Industry hit a record low number of FDA OPDP actions in 2015

Pharmaceutical Commerce, Pharmaceutical Commerce - January/February 2016,

Office of Prescription Drug Promotion finds little to complain about

Early-January information posted at FDA’s OPDP shows that only nine actions (warning letters or “untitled” letters indicating a violation) were issued in 2015 and, based on data compiled by the Regulatory Affairs Professionals Society,* that’s a record low number.
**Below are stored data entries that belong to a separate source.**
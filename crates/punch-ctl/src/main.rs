//! punch-ctl: command-line interface for the punchd rendezvous server.

use anyhow::{Context, Result};

mod cmd;

use cmd::http::Monitor;

const DEFAULT_PORT: u16 = 8080;
const DEFAULT_SERVER: &str = "127.0.0.1:19993";

fn print_usage() {
    println!("Usage: punch-ctl [options] <command>");
    println!();
    println!("Commands:");
    println!("  status                 Show server status and protocol counters");
    println!("  peers                  List registered peers");
    println!("  register <key>         Register <key> (hex) from this host");
    println!("  resolve <key>...       Look up one or more keys (hex)");
    println!();
    println!("Options:");
    println!("  --port <port>          Monitor port (default: {})", DEFAULT_PORT);
    println!("  --user <name>          Monitor user (default: admin)");
    println!("  --pass <password>      Monitor password (default: admin)");
    println!("  --server <host:port>   Rendezvous server (default: {})", DEFAULT_SERVER);
}

// ── Entry point ───────────────────────────────────────────────────────────────

#[tokio::main]
async fn main() -> Result<()> {
    let args: Vec<String> = std::env::args().skip(1).collect();

    let mut port = DEFAULT_PORT;
    let mut user = "admin".to_string();
    let mut pass = "admin".to_string();
    let mut server = DEFAULT_SERVER.to_string();
    let mut remaining: Vec<&str> = Vec::new();
    let mut i = 0;
    while i < args.len() {
        match args[i].as_str() {
            "--port" => {
                i += 1;
                port = args
                    .get(i)
                    .context("--port requires a value")?
                    .parse()
                    .context("--port must be a number")?;
            }
            "--user" => {
                i += 1;
                user = args.get(i).context("--user requires a value")?.clone();
            }
            "--pass" => {
                i += 1;
                pass = args.get(i).context("--pass requires a value")?.clone();
            }
            "--server" => {
                i += 1;
                server = args.get(i).context("--server requires a value")?.clone();
            }
            other => remaining.push(other),
        }
        i += 1;
    }

    // The monitor runs on the same host as the rendezvous socket.
    let host = server
        .rsplit_once(':')
        .map(|(h, _)| h.to_string())
        .unwrap_or_else(|| server.clone());
    let monitor = Monitor { host, port, user, pass };

    match remaining.as_slice() {
        ["status"] | [] => cmd::status::cmd_status(&monitor).await,
        ["peers"] => cmd::status::cmd_peers(&monitor).await,
        ["register", key] => cmd::udp::cmd_register(&server, key).await,
        ["resolve", keys @ ..] => cmd::udp::cmd_resolve(&server, keys).await,
        ["help"] | ["--help"] | ["-h"] => {
            print_usage();
            Ok(())
        }
        other => {
            eprintln!("Unknown command: {}", other.join(" "));
            eprintln!();
            print_usage();
            std::process::exit(1);
        }
    }
}
//! Monitor API over real HTTP.

use anyhow::Result;
use reqwest::StatusCode;
use serde_json::Value;

use crate::*;

async fn get(server: &TestServer, path: &str) -> Result<reqwest::Response> {
    Ok(reqwest::Client::new()
        .get(server.url(path))
        .basic_auth(MONITOR_USER, Some(MONITOR_PASS))
        .send()
        .await?)
}

#[tokio::test]
async fn every_route_requires_credentials() -> Result<()> {
    let server = TestServer::start(8).await?;
    let http = reqwest::Client::new();

    for path in ["/", "/api", "/api/status", "/api/peers"] {
        let resp = http.get(server.url(path)).send().await?;
        assert_eq!(resp.status(), StatusCode::UNAUTHORIZED, "{path}");
        let challenge = resp
            .headers()
            .get("www-authenticate")
            .and_then(|v| v.to_str().ok())
            .unwrap_or_default();
        assert!(challenge.contains("UDP Punch Monitor"), "{path}: {challenge}");

        let resp = http
            .get(server.url(path))
            .basic_auth(MONITOR_USER, Some("wrong"))
            .send()
            .await?;
        assert_eq!(resp.status(), StatusCode::UNAUTHORIZED, "{path}");

        assert_eq!(get(&server, path).await?.status(), StatusCode::OK, "{path}");
    }

    server.stop().await
}

#[tokio::test]
async fn status_reflects_registrations() -> Result<()> {
    let server = TestServer::start(8).await?;
    let a = client().await?;
    let b = client().await?;
    register(&server, &a, &key(1)).await?;
    register(&server, &b, &key(2)).await?;
    resolve(&server, &a, &[key(2), key(3)]).await?;

    let status: Value = get(&server, "/api/status").await?.json().await?;
    assert_eq!(status["status"], "running");
    assert_eq!(status["udp_port"], server.udp_addr.port());
    assert_eq!(status["web_port"], server.http_addr.port());
    assert_eq!(status["client_count"], 2);
    assert_eq!(status["capacity"], 8);
    assert_eq!(status["evictions"], 0);
    assert!(status["uptime_secs"].is_number());
    assert_eq!(status["protocol"]["handshakes"], 2);
    assert_eq!(status["protocol"]["resolves"], 1);
    assert_eq!(status["protocol"]["resolved_records"], 1);

    server.stop().await
}

#[tokio::test]
async fn peers_lists_addresses_without_touching_recency() -> Result<()> {
    let server = TestServer::start(2).await?;
    let a = client().await?;
    let b = client().await?;
    register(&server, &a, &key(0xA)).await?;
    register(&server, &b, &key(0xB)).await?;

    // A is the least recently used. A listing that touched entries would
    // freshen A and get B evicted below.
    let reply = resolve(&server, &a, &[key(0xB)]).await?;
    assert_eq!(reply.len(), 38);

    let peers: Value = get(&server, "/api/peers").await?.json().await?;
    let peers = peers["peers"].as_array().cloned().unwrap_or_default();
    assert_eq!(peers.len(), 2);

    let a_addr = a.local_addr()?;
    let a_entry = peers
        .iter()
        .find(|p| p["key"] == key(0xA).to_string())
        .expect("A listed");
    assert_eq!(a_entry["address"], a_addr.to_string());
    assert_eq!(a_entry["ip"], "127.0.0.1");
    assert_eq!(a_entry["port"], a_addr.port());

    // listing is read-only: A is still the oldest and goes first
    let c = client().await?;
    register(&server, &c, &key(0xC)).await?;
    assert!(server.registry.lookup(&key(0xA)).is_none());
    assert!(server.registry.lookup(&key(0xB)).is_some());

    server.stop().await
}

#[tokio::test]
async fn api_root_has_status_and_peers() -> Result<()> {
    let server = TestServer::start(8).await?;
    let a = client().await?;
    register(&server, &a, &key(0x21)).await?;

    let doc: Value = get(&server, "/api").await?.json().await?;
    assert_eq!(doc["status"], "running");
    assert_eq!(doc["udp_port"], server.udp_addr.port());
    assert_eq!(doc["client_count"], 1);
    assert_eq!(doc["peers"][0]["key"], key(0x21).to_string());
    assert_eq!(doc["peers"][0]["address"], a.local_addr()?.to_string());

    server.stop().await
}

#[tokio::test]
async fn dashboard_renders() -> Result<()> {
    let server = TestServer::start(8).await?;
    let a = client().await?;
    register(&server, &a, &key(0x42)).await?;

    let page = get(&server, "/").await?.text().await?;
    assert!(page.contains("UDP Punch Server Monitor"));
    assert!(page.contains(r#"http-equiv="refresh" content="10""#));
    assert!(page.contains(&format!("{}...", &key(0x42).to_string()[..16])));
    assert!(page.contains(&a.local_addr()?.port().to_string()));

    server.stop().await
}
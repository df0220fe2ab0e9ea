//! Register and resolve over real loopback UDP.

use std::net::SocketAddr;

use anyhow::Result;

use punch_core::wire::{decode_reply, handshake_datagram, PeerRecord, RECORD_LEN};

use crate::*;

fn record_of(reply: &[u8]) -> Vec<(PeerKey, SocketAddr)> {
    decode_reply(reply)
        .expect("reply is whole records")
        .iter()
        .map(|r: &PeerRecord| (r.key(), SocketAddr::V4(r.addr())))
        .collect()
}

#[tokio::test]
async fn peer_learns_the_other_peers_public_address() -> Result<()> {
    let server = TestServer::start(16).await?;
    let alice = client().await?;
    let bob = client().await?;

    register(&server, &alice, &key(0xA1)).await?;
    register(&server, &bob, &key(0xB0)).await?;

    let reply = resolve(&server, &bob, &[key(0xA1)]).await?;
    assert_eq!(record_of(&reply), vec![(key(0xA1), alice.local_addr()?)]);

    let reply = resolve(&server, &alice, &[key(0xB0)]).await?;
    assert_eq!(record_of(&reply), vec![(key(0xB0), bob.local_addr()?)]);

    server.stop().await
}

#[tokio::test]
async fn unknown_keys_are_skipped_in_query_order() -> Result<()> {
    let server = TestServer::start(16).await?;
    let a = client().await?;
    let b = client().await?;
    register(&server, &a, &key(1)).await?;
    register(&server, &b, &key(2)).await?;

    let asker = client().await?;
    let reply = resolve(&server, &asker, &[key(1), key(0xEE), key(2)]).await?;

    assert_eq!(reply.len(), 2 * RECORD_LEN);
    assert_eq!(
        record_of(&reply),
        vec![(key(1), a.local_addr()?), (key(2), b.local_addr()?)]
    );

    server.stop().await
}

#[tokio::test]
async fn no_matches_gets_an_empty_reply() -> Result<()> {
    let server = TestServer::start(16).await?;
    let asker = client().await?;

    let reply = resolve(&server, &asker, &[key(7), key(8)]).await?;
    assert!(reply.is_empty());

    // a bare tag asks for nothing and still gets answered
    let reply = exchange(&server, &asker, &[0x02]).await?;
    assert!(reply.is_empty());

    server.stop().await
}

#[tokio::test]
async fn re_registering_moves_the_peer() -> Result<()> {
    let server = TestServer::start(16).await?;
    let old = client().await?;
    let new = client().await?;

    register(&server, &old, &key(5)).await?;
    register(&server, &new, &key(5)).await?;
    assert_eq!(server.registry.len(), 1);

    let reply = resolve(&server, &old, &[key(5)]).await?;
    assert_eq!(record_of(&reply), vec![(key(5), new.local_addr()?)]);

    server.stop().await
}

#[tokio::test]
async fn malformed_datagrams_change_nothing() -> Result<()> {
    let server = TestServer::start(16).await?;
    let sender = client().await?;

    let mut short = handshake_datagram(&key(9));
    short.truncate(20);
    sender.send_to(&short, server.udp_addr).await?;
    sender.send_to(&[0x7F, 1, 2, 3], server.udp_addr).await?;
    sender.send_to(&[], server.udp_addr).await?;

    // datagrams are handled in order, so once this is answered the junk
    // above has been seen
    let reply = resolve(&server, &sender, &[key(9)]).await?;
    assert!(reply.is_empty());

    assert!(server.registry.is_empty());
    let stats = server.stats.snapshot();
    assert_eq!(stats.handshakes, 0);
    assert_eq!(stats.dropped, 3);
    assert_eq!(stats.resolves, 1);

    server.stop().await
}

#[tokio::test]
async fn least_recently_used_peer_is_evicted() -> Result<()> {
    let server = TestServer::start(2).await?;
    let a = client().await?;
    let b = client().await?;
    let c = client().await?;

    register(&server, &a, &key(0xA)).await?;
    register(&server, &b, &key(0xB)).await?;

    // resolving A makes B the oldest
    let reply = resolve(&server, &c, &[key(0xA)]).await?;
    assert_eq!(reply.len(), RECORD_LEN);

    register(&server, &c, &key(0xC)).await?;
    assert_eq!(server.registry.len(), 2);
    assert_eq!(server.registry.evictions(), 1);

    let reply = resolve(&server, &c, &[key(0xA), key(0xB), key(0xC)]).await?;
    assert_eq!(
        record_of(&reply),
        vec![(key(0xA), a.local_addr()?), (key(0xC), c.local_addr()?)]
    );

    server.stop().await
}

#[tokio::test]
async fn shutdown_is_clean() -> Result<()> {
    let server = TestServer::start(4).await?;
    let a = client().await?;
    register(&server, &a, &key(1)).await?;
    server.stop().await
}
OPDP actions have been declining since 2010, when they hit 51, and, dating back to the late 1990s, more than 100 such letters were being issued annually.

OPDP (formerly known as DDMAC, the Div. of Drug Marketing Advertising and Communications) reviews promotional materials and labels for marketed products “to ensure clear and unambiguous communication of the laws and regulations relating to prescription drug promotion,” according to OPDP descriptions. Particular enforcement bugaboos have been missing information on product risks, or making unsubstantiated claims about the product. OPDP’s charter has changed over the years; at present, it’s still trying to provide definitive guidance for online promotion, something that had much of the industry and its advertising agencies on their toes in the early 2010s. But the data might simply indicate that advertisers are much smarter about following existing guidance on promotion.